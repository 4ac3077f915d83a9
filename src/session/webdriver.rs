use std::{
    process::{Child, Command, Stdio},
    sync::atomic::{AtomicU16, Ordering},
    time::Duration,
};

use fantoccini::{
    Client, ClientBuilder, Locator,
    elements::Element,
    error::CmdError,
};
use serde_json::json;
use tracing::{debug, error, info};
use url::Url;

use super::{ClickOutcome, RenderSession, SessionFactory};
use crate::{
    config::{Timing, WebDriverConfig},
    errors::SessionError,
};

/// A fantoccini client, plus the geckodriver process behind it when we started one.
#[derive(Debug)]
pub struct WebDriverSession {
    client: Client,
    geckodriver: Option<Child>,
}

impl WebDriverSession {
    /// Starts geckodriver on `port` if asked to, then connects to `url`.
    ///
    /// The driver needs a moment before it accepts connections, so connecting
    /// is retried every `timing.poll_interval()` until `timing.element_timeout()`.
    pub async fn connect(
        config: &WebDriverConfig,
        url: &str,
        port: Option<u16>,
        timing: &Timing,
    ) -> Result<Self, SessionError> {
        let geckodriver = match port {
            Some(port) => {
                info!("Starting {} on port {}", config.driver_path, port);
                let child = Command::new(&config.driver_path)
                    .args(["--port", &port.to_string()])
                    .stdout(Stdio::null())
                    .stderr(Stdio::null())
                    .spawn()
                    .map_err(|source| SessionError::Driver {
                        path: config.driver_path.clone(),
                        source,
                    })?;
                Some(child)
            }
            None => None,
        };
        let session = Self {
            client: match Self::open_client(url, config.headless, timing).await {
                Ok(client) => client,
                Err(e) => {
                    if let Some(mut child) = geckodriver {
                        let _ = child.kill();
                        let _ = child.wait();
                    }
                    return Err(e);
                }
            },
            geckodriver,
        };
        if !config.headless {
            session.client.minimize_window().await?;
        }
        info!("Webdriver client connected to {}", url);
        Ok(session)
    }

    async fn open_client(
        url: &str,
        headless: bool,
        timing: &Timing,
    ) -> Result<Client, SessionError> {
        let mut capabilities = serde_json::Map::new();
        if headless {
            capabilities.insert(
                "moz:firefoxOptions".to_string(),
                json!({ "args": ["-headless"] }),
            );
        }
        let deadline = tokio::time::Instant::now() + timing.element_timeout();
        loop {
            match ClientBuilder::native()
                .capabilities(capabilities.clone())
                .connect(url)
                .await
            {
                Ok(client) => return Ok(client),
                Err(e) if tokio::time::Instant::now() < deadline => {
                    debug!("Webdriver not ready yet: {}", e);
                    tokio::time::sleep(timing.poll_interval()).await;
                }
                Err(e) => {
                    error!("Failed to connect to webdriver: {}", e);
                    return Err(e.into());
                }
            }
        }
    }

    fn kill_driver(&mut self) {
        if let Some(mut child) = self.geckodriver.take() {
            info!("Killing geckodriver");
            if let Err(e) = child.kill() {
                error!("Failed to kill geckodriver: {}", e);
            }
            let _ = child.wait();
        }
    }
}

impl Drop for WebDriverSession {
    fn drop(&mut self) {
        self.kill_driver();
    }
}

fn missing<T>(result: Result<T, CmdError>) -> Result<Option<T>, SessionError> {
    match result {
        Ok(value) => Ok(Some(value)),
        Err(e) if e.is_no_such_element() => Ok(None),
        Err(e) => Err(e.into()),
    }
}

impl RenderSession for WebDriverSession {
    type Element = Element;

    async fn goto(&mut self, url: &str) -> Result<(), SessionError> {
        debug!("Navigating to {}", url);
        self.client.goto(url).await?;
        Ok(())
    }

    async fn source(&mut self) -> Result<String, SessionError> {
        Ok(self.client.source().await?)
    }

    async fn find(&mut self, css: &str) -> Result<Option<Element>, SessionError> {
        missing(self.client.find(Locator::Css(css)).await)
    }

    async fn find_all(&mut self, css: &str) -> Result<Vec<Element>, SessionError> {
        Ok(self.client.find_all(Locator::Css(css)).await?)
    }

    async fn find_in(
        &mut self,
        parent: &Element,
        css: &str,
    ) -> Result<Option<Element>, SessionError> {
        missing(parent.find(Locator::Css(css)).await)
    }

    async fn find_all_in(
        &mut self,
        parent: &Element,
        css: &str,
    ) -> Result<Vec<Element>, SessionError> {
        Ok(parent.find_all(Locator::Css(css)).await?)
    }

    async fn wait_for(
        &mut self,
        css: &str,
        timeout: Duration,
    ) -> Result<Option<Element>, SessionError> {
        match self
            .client
            .wait()
            .at_most(timeout)
            .for_element(Locator::Css(css))
            .await
        {
            Ok(element) => Ok(Some(element)),
            Err(CmdError::WaitTimeout) => Ok(None),
            Err(e) => Err(e.into()),
        }
    }

    async fn click(&mut self, element: &Element) -> Result<ClickOutcome, SessionError> {
        match element.click().await {
            Ok(()) => Ok(ClickOutcome::Clicked),
            Err(e) if matches!(&e, CmdError::Standard(w) if w.error == fantoccini::error::ErrorStatus::ElementClickIntercepted) => {
                debug!("Click intercepted: {}", e);
                Ok(ClickOutcome::Obstructed)
            }
            Err(e) => Err(e.into()),
        }
    }

    async fn script_click(&mut self, element: &Element) -> Result<(), SessionError> {
        let argument =
            serde_json::to_value(element).map_err(|e| SessionError::Other(e.to_string()))?;
        self.client
            .execute("arguments[0].click();", vec![argument])
            .await?;
        Ok(())
    }

    async fn text(&mut self, element: &Element) -> Result<String, SessionError> {
        Ok(element.text().await?)
    }

    async fn attr(
        &mut self,
        element: &Element,
        name: &str,
    ) -> Result<Option<String>, SessionError> {
        Ok(element.attr(name).await?)
    }

    async fn property(
        &mut self,
        element: &Element,
        name: &str,
    ) -> Result<Option<String>, SessionError> {
        Ok(element.prop(name).await?)
    }

    async fn is_interactable(&mut self, element: &Element) -> Result<bool, SessionError> {
        Ok(element.is_displayed().await? && element.is_enabled().await?)
    }

    async fn close(mut self) -> Result<(), SessionError> {
        let result = self.client.clone().close().await;
        self.kill_driver();
        Ok(result?)
    }
}

/// Opens one WebDriver session per call. When the driver is spawned locally
/// every session gets its own geckodriver on consecutive ports.
#[derive(Debug)]
pub struct WebDriverFactory {
    config: WebDriverConfig,
    timing: Timing,
    /// Only a driver on this machine can be started by us.
    spawn: bool,
    next_port: AtomicU16,
}

impl WebDriverFactory {
    pub fn new(config: WebDriverConfig, timing: Timing) -> Result<Self, SessionError> {
        let url = Url::parse(&config.url)
            .map_err(|e| SessionError::Other(format!("bad webdriver url {}: {}", config.url, e)))?;
        let port = url.port_or_known_default().unwrap_or(4444);
        let local = matches!(
            url.host_str(),
            Some("localhost" | "127.0.0.1" | "[::1]")
        );
        if config.spawn_driver && !local {
            info!("{} is not local, connecting without starting a driver", config.url);
        }
        Ok(Self {
            spawn: config.spawn_driver && local,
            config,
            timing,
            next_port: AtomicU16::new(port),
        })
    }
}

impl SessionFactory for WebDriverFactory {
    type Session = WebDriverSession;

    /// An external geckodriver serves a single session.
    fn max_sessions(&self) -> Option<usize> {
        if self.spawn { None } else { Some(1) }
    }

    async fn open(&self) -> Result<WebDriverSession, SessionError> {
        if !self.spawn {
            return WebDriverSession::connect(&self.config, &self.config.url, None, &self.timing)
                .await;
        }
        let port = self.next_port.fetch_add(1, Ordering::SeqCst);
        let mut url = Url::parse(&self.config.url)
            .map_err(|e| SessionError::Other(e.to_string()))?;
        url.set_port(Some(port))
            .map_err(|()| SessionError::Other(format!("cannot set port on {}", url)))?;
        WebDriverSession::connect(&self.config, url.as_str(), Some(port), &self.timing).await
    }
}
——
YOUR INSTRUCTIONS |
Begin with the first line of the data above and, please, print each line exactly until you have printed the line containing "use url::Url;"; print nothing else.

TASK ANSWER |
repository 4ac3077f915d83a9
filename src/session/webdriver.rs
use std::{
    process::{Child, Command, Stdio},
    sync::atomic::{AtomicU16, Ordering},
    time::Duration,
};

use fantoccini::{
    Client, ClientBuilder, Locator,
    elements::Element,
    error::CmdError,
};
use serde_json::json;
use tracing::{debug, error, info};
use url::Url;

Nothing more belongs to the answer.